Stored data entries:
= = = = = = =

//! Word and phrase search over a finished tree.
pub mod engine;
pub mod matcher;
pub mod tokenizer;

pub use engine::{line_count, Searcher};
pub use matcher::PhraseMatcher;
pub use tokenizer::{Tokenizer, WordBoundary};

use crate::config::SearchOptions;
use crate::errors::TreeResult;
use crate::results::SearchReport;
use crate::tree::Folder;

/// Counts occurrences of a word or phrase across every document in `folder`
pub fn search(folder: &Folder, target: &str, options: &SearchOptions) -> TreeResult<usize> {
    Searcher::new(options.clone()).search(folder, target)
}

/// Like [`search`], broken down per document
pub fn search_detailed(
    folder: &Folder,
    target: &str,
    options: &SearchOptions,
) -> TreeResult<SearchReport> {
    Searcher::new(options.clone()).search_detailed(folder, target)
}

/// Counts lines across every document in `folder`
pub fn count_lines(folder: &Folder, options: &SearchOptions) -> TreeResult<u64> {
    Searcher::new(options.clone()).count_lines(folder)
}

= = = = = = =

**Exercise aim:**
Go through the records and copy each one exactly.

**Result:**
//! Word and phrase search over a finished tree.
pub mod engine;
pub mod matcher;
pub mod tokenizer;

pub use engine::{line_count, Searcher};
pub use matcher::PhraseMatcher;
pub use tokenizer::{Tokenizer, WordBoundary};

use crate::config::SearchOptions;
use crate::errors::TreeResult;
use crate::results::SearchReport;
use crate::tree::Folder;

/// Counts occurrences of a word or phrase across every document in `folder`
pub fn search(folder: &Folder, target: &str, options: &SearchOptions) -> TreeResult<usize> {
    Searcher::new(options.clone()).search(folder, target)
}

/// Like [`search`], broken down per document
pub fn search_detailed(
    folder: &Folder,
    target: &str,
    options: &SearchOptions,
) -> TreeResult<SearchReport> {
    Searcher::new(options.clone()).search_detailed(folder, target)
}

/// Counts lines across every document in `folder`
pub fn count_lines(folder: &Folder, options: &SearchOptions) -> TreeResult<u64> {
    Searcher::new(options.clone()).count_lines(folder)
}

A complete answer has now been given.